8 p.m.: I perform all the way down on the Lower East Side. The booker’s wife is pretty hot but seems like white trash. Though I would have sex with a girl that is white trash if it came down to it.
11:15 p.m.: Go to a party. How many comedians can you fit in a cramped Upper East Side apartment? The correct answer is 120. If you guessed that, you win nothing.
11:30 p.m.: Jen meets me at the party and we drink.
2:36 a.m.: We have sex. Jen orgasms hard and then claims she can’t move. She rolls over and passes out fast. I let her sleep and go into the living room.
3:10 a.m.: Look at porn on the internet. I do not jerk off though.
4:30 a.m.: Pass out on couch.

DAY FIVE
2 p.m.: Pick up food order from restaurant. A fugly girl behind the counter starts flirting with me and invites me to a karaoke party on Friday. I wonder where she gets the confidence to ask me out.
10 p.m.: Go out for drinks with my friend Mike.
11:15 p.m.: Bar in meatpacking district. Mike and I start talking to two not attractive girls for kicks. I don’t give one serious answer to them. I’m not sure if they think I’m funny or a huge asshole.
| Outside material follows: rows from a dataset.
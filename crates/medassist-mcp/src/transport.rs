//! Stdio transport for MCP communication.
//!
//! Local MCP servers are child processes. Messages travel over the child's
//! stdin/stdout, either one JSON document per line (the MCP stdio default)
//! or with LSP-style `Content-Length` headers.

use std::process::Stdio;
use std::str::FromStr;

use serde::{Deserialize, Serialize};
use tokio::io::{AsyncBufReadExt, AsyncReadExt, AsyncWriteExt, BufReader, BufWriter};
use tokio::process::{Child, ChildStdin, ChildStdout, Command};

use crate::error::{McpError, Result};
use crate::protocol::{JsonRpcNotification, JsonRpcRequest, JsonRpcResponse};

/// How messages are delimited on the wire.
#[derive(Debug, Clone, Copy, Default, PartialEq, Eq, Serialize, Deserialize)]
#[serde(rename_all = "snake_case")]
pub enum Framing {
    /// One JSON document per line.
    #[default]
    NewlineDelimited,
    /// `Content-Length: N\r\n\r\n` header followed by N bytes of JSON.
    ContentLength,
}

impl FromStr for Framing {
    type Err = McpError;

    fn from_str(s: &str) -> Result<Self> {
        match s.trim().to_ascii_lowercase().replace('-', "_").as_str() {
            "newline" | "newline_delimited" | "ndjson" => Ok(Self::NewlineDelimited),
            "content_length" | "lsp" => Ok(Self::ContentLength),
            other => Err(McpError::protocol(format!("unknown framing '{}'", other))),
        }
    }
}

/// Transport to a child-process MCP server.
///
/// The child is spawned with `kill_on_drop`, so dropping the transport never
/// leaves an orphan behind even if [`McpTransport::shutdown`] was skipped.
pub struct McpTransport {
    child: Child,
    stdin: BufWriter<ChildStdin>,
    stdout: BufReader<ChildStdout>,
    framing: Framing,
}

impl McpTransport {
    /// Spawn a new stdio transport.
    ///
    /// # Arguments
    /// * `command` - The command to spawn (e.g., "uvx")
    /// * `args` - Arguments to pass to the command
    /// * `env` - Environment variables to set on top of the inherited ones
    /// * `framing` - Wire framing the server speaks
    pub fn spawn(
        command: &str,
        args: &[String],
        env: &[(String, String)],
        framing: Framing,
    ) -> Result<Self> {
        let mut cmd = Command::new(command);
        cmd.args(args)
            .envs(env.iter().map(|(k, v)| (k.as_str(), v.as_str())))
            .stdin(Stdio::piped())
            .stdout(Stdio::piped())
            .stderr(Stdio::inherit()) // Let stderr pass through for debugging
            .kill_on_drop(true);

        let mut child = cmd
            .spawn()
            .map_err(|e| McpError::spawn_failed(format!("failed to spawn '{}': {}", command, e)))?;

        let stdin = child
            .stdin
            .take()
            .ok_or_else(|| McpError::spawn_failed("failed to capture stdin"))?;

        let stdout = child
            .stdout
            .take()
            .ok_or_else(|| McpError::spawn_failed("failed to capture stdout"))?;

        tracing::debug!(command, pid = ?child.id(), ?framing, "spawned MCP server process");

        Ok(Self {
            child,
            stdin: BufWriter::new(stdin),
            stdout: BufReader::new(stdout),
            framing,
        })
    }

    /// OS process id of the server, or `None` once it has been reaped.
    pub fn process_id(&self) -> Option<u32> {
        self.child.id()
    }

    /// Write a JSON-RPC request.
    pub async fn send_request(&mut self, request: &JsonRpcRequest) -> Result<()> {
        let json = serde_json::to_string(request)?;
        self.write_message(&json).await
    }

    /// Write a JSON-RPC notification.
    pub async fn send_notification(&mut self, notification: &JsonRpcNotification) -> Result<()> {
        let json = serde_json::to_string(notification)?;
        self.write_message(&json).await
    }

    /// Read the next message from the server.
    ///
    /// Returns [`McpError::ConnectionClosed`] when the server closes stdout.
    pub async fn receive(&mut self) -> Result<JsonRpcResponse> {
        let json = match self.framing {
            Framing::NewlineDelimited => self.read_line_message().await?,
            Framing::ContentLength => self.read_framed_message().await?,
        };

        tracing::trace!(json = %json, "received MCP message");

        let message: JsonRpcResponse = serde_json::from_str(&json)?;
        Ok(message)
    }

    async fn write_message(&mut self, json: &str) -> Result<()> {
        match self.framing {
            Framing::NewlineDelimited => {
                self.stdin.write_all(json.as_bytes()).await?;
                self.stdin.write_all(b"\n").await?;
            }
            Framing::ContentLength => {
                let header = format!("Content-Length: {}\r\n\r\n", json.len());
                self.stdin.write_all(header.as_bytes()).await?;
                self.stdin.write_all(json.as_bytes()).await?;
            }
        }
        self.stdin.flush().await?;

        tracing::trace!(content_length = json.len(), json = %json, "sent MCP message");
        Ok(())
    }

    async fn read_line_message(&mut self) -> Result<String> {
        let mut line = String::new();
        loop {
            line.clear();
            let bytes_read = self.stdout.read_line(&mut line).await?;
            if bytes_read == 0 {
                return Err(McpError::ConnectionClosed);
            }

            let trimmed = line.trim();
            if !trimmed.is_empty() {
                return Ok(trimmed.to_string());
            }
        }
    }

    async fn read_framed_message(&mut self) -> Result<String> {
        let mut content_length: Option<usize> = None;
        let mut line = String::new();

        loop {
            line.clear();
            let bytes_read = self.stdout.read_line(&mut line).await?;
            if bytes_read == 0 {
                return Err(McpError::ConnectionClosed);
            }

            let trimmed = line.trim();

            // Empty line ends the header block
            if trimmed.is_empty() {
                if content_length.is_some() {
                    break;
                }
                continue;
            }

            if let Some(len_str) = trimmed.strip_prefix("Content-Length:") {
                content_length = Some(len_str.trim().parse().map_err(|e| {
                    McpError::protocol(format!("invalid Content-Length: {}", e))
                })?);
            }
        }

        let content_length =
            content_length.ok_or_else(|| McpError::protocol("missing Content-Length header"))?;

        let mut body = vec![0u8; content_length];
        self.stdout.read_exact(&mut body).await?;

        String::from_utf8(body)
            .map_err(|e| McpError::protocol(format!("invalid UTF-8 in message: {}", e)))
    }

    /// Close stdin, then kill and reap the child process.
    pub async fn shutdown(&mut self) -> Result<()> {
        if let Err(e) = self.stdin.shutdown().await {
            tracing::trace!(error = %e, "closing MCP server stdin failed");
        }

        if self.child.try_wait()?.is_none() {
            self.child.kill().await?;
        }

        tracing::debug!("MCP server process reaped");
        Ok(())
    }
}
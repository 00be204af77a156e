//! Configuration error types.

/// Result type alias for config operations.
pub type Result<T> = std::result::Result<T, ConfigError>;

/// Errors that can occur while loading configuration and credentials.
#[derive(Debug, thiserror::Error)]
pub enum ConfigError {
    /// Failed to read a config file.
    #[error("failed to read config file '{path}': {source}")]
    ReadFile {
        path: String,
        source: std::io::Error,
    },

    /// Failed to parse TOML.
    #[error("failed to parse config: {0}")]
    Parse(#[from] toml::de::Error),

    /// A required credential is not set in the environment.
    #[error("{var} environment variable is not set")]
    MissingCredential { var: String },
}

impl ConfigError {
    /// Create a missing credential error.
    pub fn missing_credential(var: impl Into<String>) -> Self {
        Self::MissingCredential { var: var.into() }
    }
}
//! Ask command - one-shot medication question.

use std::sync::Arc;
use std::time::Duration;

use anyhow::Result;
use clap::Args;
use console::Style;
use medassist_agent::{Orchestrator, OrchestratorConfig, RegistryBuilder, Tab};
use medassist_config::{Credentials, LlmConfig};
use medassist_llm::{OpenAiBackend, OpenAiConfig};
use medassist_mcp::SyncMcpClient;

use super::Context;

/// Arguments for the ask command.
#[derive(Args, Debug)]
pub struct AskArgs {
    /// The question to ask
    #[arg(required = true, num_args = 1..)]
    pub query: Vec<String>,

    /// Context tab: alternatives, generic_medicines or medicine_finder
    #[arg(short, long, default_value = "medicine_finder")]
    pub tab: String,
}

/// Run the ask command.
pub fn run(args: AskArgs, ctx: &Context) -> Result<()> {
    let credentials = Credentials::from_env()?;
    let llm = ctx.config.llm();
    let server = ctx.config.tool_server();
    let tab = Tab::from_tag(&args.tab);
    let query = args.query.join(" ");

    if ctx.verbose {
        let dim = Style::new().dim();
        eprintln!("{}", dim.apply_to(format!("Model: {}", llm.model())));
        eprintln!("{}", dim.apply_to(format!("Tab: {}", tab.title())));
    }

    let backend = OpenAiBackend::new(backend_config(&llm, credentials.groq_api_key))?;
    let client = SyncMcpClient::new(server.server_parameters(&credentials.eka));
    let config = OrchestratorConfig::default()
        .with_model(llm.model())
        .with_max_tokens(llm.max_tokens())
        .with_temperature(llm.temperature());

    let mut orchestrator = Orchestrator::new(Arc::new(backend), client, config)?
        .with_registry_builder(RegistryBuilder::new().with_excluded(server.excluded_tools));

    let outcome = orchestrator.generate_response(&query, tab);
    if let Err(e) = orchestrator.into_provider().close() {
        tracing::warn!(error = %e, "failed to close tool server");
    }
    let result = outcome?;

    if ctx.json_output {
        println!("{}", serde_json::to_string_pretty(&result)?);
    } else {
        println!("{}", result.content);
    }

    Ok(())
}

fn backend_config(llm: &LlmConfig, api_key: String) -> OpenAiConfig {
    let mut config = OpenAiConfig::groq(api_key)
        .with_base_url(llm.base_url())
        .with_model(llm.model());
    if let Some(retries) = llm.retries {
        config = config.with_max_retries(retries);
    }
    if let Some(secs) = llm.timeout_secs {
        config = config.with_timeout(Duration::from_secs(secs));
    }
    config
}
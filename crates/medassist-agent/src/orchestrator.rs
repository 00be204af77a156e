//! Tool-calling orchestrator.
//!
//! [`Orchestrator`] answers one query per call: it sends the query with the
//! tab's system prompt and the registry's tool schemas, runs any tools the
//! model asks for, and sends a single follow-up with the tool results.
//!
//! ```text
//! generate_response(query, tab)
//!        │
//!        ▼
//!   first request (tools, temperature 0, max_tokens 4096)
//!        │
//!        ├── no tool calls ─────────────────────► done
//!        │
//!        ▼
//!   run each call in order, append tool messages
//!        │
//!        ▼
//!   follow-up request (no tools, default sampling) ► done
//! ```

use medassist_llm::{
    ChatCompletionRequest, ChatCompletionResponse, Message, SharedBackend, ToolCall,
};
use medassist_mcp::SyncMcpClient;
use serde::Serialize;

use crate::error::{AgentError, Result};
use crate::prompt::{Tab, system_prompt};
use crate::registry::{RegistryBuilder, ToolProvider};
use crate::tool::ToolRegistry;

// ─────────────────────────────────────────────────────────────────────────────
// Configuration
// ─────────────────────────────────────────────────────────────────────────────

/// Sampling settings for the first request of each query.
#[derive(Debug, Clone, PartialEq)]
pub struct OrchestratorConfig {
    /// Model id; empty uses the backend's default model.
    pub model: String,
    /// Token cap for the first request.
    pub max_tokens: u32,
    /// Temperature for the first request.
    pub temperature: f32,
}

impl Default for OrchestratorConfig {
    fn default() -> Self {
        Self {
            model: String::new(),
            max_tokens: 4096,
            temperature: 0.0,
        }
    }
}

impl OrchestratorConfig {
    /// Set the model id.
    pub fn with_model(mut self, model: impl Into<String>) -> Self {
        self.model = model.into();
        self
    }

    /// Set the first request's token cap.
    pub fn with_max_tokens(mut self, max_tokens: u32) -> Self {
        self.max_tokens = max_tokens;
        self
    }

    /// Set the first request's temperature.
    pub fn with_temperature(mut self, temperature: f32) -> Self {
        self.temperature = temperature;
        self
    }
}

// ─────────────────────────────────────────────────────────────────────────────
// Result
// ─────────────────────────────────────────────────────────────────────────────

/// Answer to one query.
#[derive(Debug, Clone, PartialEq, Serialize)]
pub struct CompletionResult {
    /// Text of the final message, or `""`.
    pub content: String,
    /// The last completion response as received.
    pub raw: ChatCompletionResponse,
}

impl CompletionResult {
    fn from_response(raw: ChatCompletionResponse) -> Self {
        let content = raw
            .first_message()
            .map(|m| m.content_text().to_string())
            .unwrap_or_default();
        Self { content, raw }
    }
}

// ─────────────────────────────────────────────────────────────────────────────
// Orchestrator
// ─────────────────────────────────────────────────────────────────────────────

/// Sequential query answering over a completion backend and a tool provider.
///
/// Calls block the current thread. Do not call from inside an async runtime.
pub struct Orchestrator<P: ToolProvider = SyncMcpClient> {
    backend: SharedBackend,
    provider: P,
    builder: RegistryBuilder,
    registry: ToolRegistry,
    config: OrchestratorConfig,
    runtime: tokio::runtime::Runtime,
}

impl<P: ToolProvider> Orchestrator<P> {
    /// Create an orchestrator; the registry is built on first use.
    pub fn new(backend: SharedBackend, provider: P, config: OrchestratorConfig) -> Result<Self> {
        let runtime = tokio::runtime::Builder::new_current_thread()
            .enable_all()
            .build()
            .map_err(|e| AgentError::internal(format!("failed to build runtime: {}", e)))?;

        Ok(Self {
            backend,
            provider,
            builder: RegistryBuilder::default(),
            registry: ToolRegistry::new(),
            config,
            runtime,
        })
    }

    /// Use a custom registry builder.
    pub fn with_registry_builder(mut self, builder: RegistryBuilder) -> Self {
        self.builder = builder;
        self
    }

    /// Orchestrator configuration.
    pub fn config(&self) -> &OrchestratorConfig {
        &self.config
    }

    /// The tool provider.
    pub fn provider(&self) -> &P {
        &self.provider
    }

    /// Consume the orchestrator and return its provider.
    pub fn into_provider(self) -> P {
        self.provider
    }

    /// The tool registry, built now if it is empty.
    pub fn tools(&mut self) -> &ToolRegistry {
        if self.registry.is_empty() {
            self.registry = self.builder.build(&mut self.provider);
        }
        &self.registry
    }

    /// Restart the tool provider and build the registry again.
    pub fn reload_tools(&mut self) -> &ToolRegistry {
        self.registry = ToolRegistry::new();
        if let Err(e) = self.provider.close() {
            tracing::warn!(error = %e, "error closing tool server before reload");
        }
        self.tools()
    }

    fn model(&self) -> String {
        if self.config.model.is_empty() {
            self.backend.default_model().to_string()
        } else {
            self.config.model.clone()
        }
    }

    fn complete(&self, request: ChatCompletionRequest) -> Result<ChatCompletionResponse> {
        let backend = self.backend.clone();
        Ok(self.runtime.block_on(backend.complete(request))?)
    }

    /// Answer `query` in the context of `tab`.
    pub fn generate_response(&mut self, query: &str, tab: Tab) -> Result<CompletionResult> {
        self.tools();

        let model = self.model();
        let mut messages = vec![
            Message::system(system_prompt(tab, &self.registry)),
            Message::user(query),
        ];

        tracing::debug!(%tab, tools = self.registry.len(), "sending query");
        let request = ChatCompletionRequest::new(model.clone(), messages.clone())
            .with_tools(self.registry.schemas())
            .with_max_tokens(self.config.max_tokens)
            .with_temperature(self.config.temperature);
        let response = self.complete(request)?;

        let (content, calls) = match response.first_message() {
            Some(first) if !first.tool_calls().is_empty() => {
                (first.content.clone(), first.tool_calls().to_vec())
            }
            _ => return Ok(CompletionResult::from_response(response)),
        };

        messages.push(Message::assistant_tool_calls(content, calls.clone()));

        for call in &calls {
            let output = self.run_tool_call(call)?;
            messages.push(Message::tool(
                call.id.clone(),
                call.name(),
                serde_json::to_string(&output)?,
            ));
        }

        tracing::debug!(tool_calls = calls.len(), "sending follow-up with tool results");
        let response = self.complete(ChatCompletionRequest::new(model, messages))?;
        Ok(CompletionResult::from_response(response))
    }

    fn run_tool_call(&self, call: &ToolCall) -> Result<String> {
        let name = call.name();
        let arguments = call
            .function
            .arguments
            .parse()
            .map_err(|e| AgentError::InvalidArguments {
                tool: name.to_string(),
                message: e.to_string(),
            })?;

        tracing::info!(tool = %name, call_id = %call.id, "invoking tool");
        let output = self.registry.invoke(name, &arguments)?;
        tracing::debug!(tool = %name, bytes = output.len(), "tool finished");
        Ok(output)
    }
}

impl<P: ToolProvider> std::fmt::Debug for Orchestrator<P> {
    fn fmt(&self, f: &mut std::fmt::Formatter<'_>) -> std::fmt::Result {
        f.debug_struct("Orchestrator")
            .field("backend", &self.backend.name())
            .field("config", &self.config)
            .field("tools", &self.registry.names())
            .finish()
    }
}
I’m fine with either.
2 a.m.: Two Australian girls come up to us and use some cheesy line. “Do you know any good dance clubs around here?” They don’t look Australian, and only one of them is borderline fuckable. We decide to bail on them and head to East Village to meet Mike’s friend.
2:30 a.m.: Bad move because nobody is at this bar. I go home and leave Mike with his friend.

DAY SIX
1 p.m.: Talk to Jen online, and she tells me she ordered a cock ring online. Never used one before, but I’m game. Is this a kinky way of her proposing to me, by putting a ring on my penis?
9:40 p.m.: Perform a set at a comedy club. Seven minutes of pure joy.
11 pm.: I talk to Jen online. It comes up that she loves submitting to me, but the idea of using a ball gag freaks her out.

DAY SEVEN
11 a.m.: Hot arty girl on the subway. I notice she has an animal-rights button on her bag. I wonder if under any circumstance she would consider fucking me (currently wearing leather coat, like leather collars, etc.). Would I have to get a pleather collar for her?
2 p.m.: Talk dirty with Jen. She tells me I could cum on her face, however, not in the eyes and not when she has to run right out the door. She is adorable. I really like her.
2 a.m.: Porn.

Total: Four acts of intercourse, two of which involve S&M, one act of post-sex photo shoot, two acts of looking at porn, one conversation in which girl draws the line at the ball gag.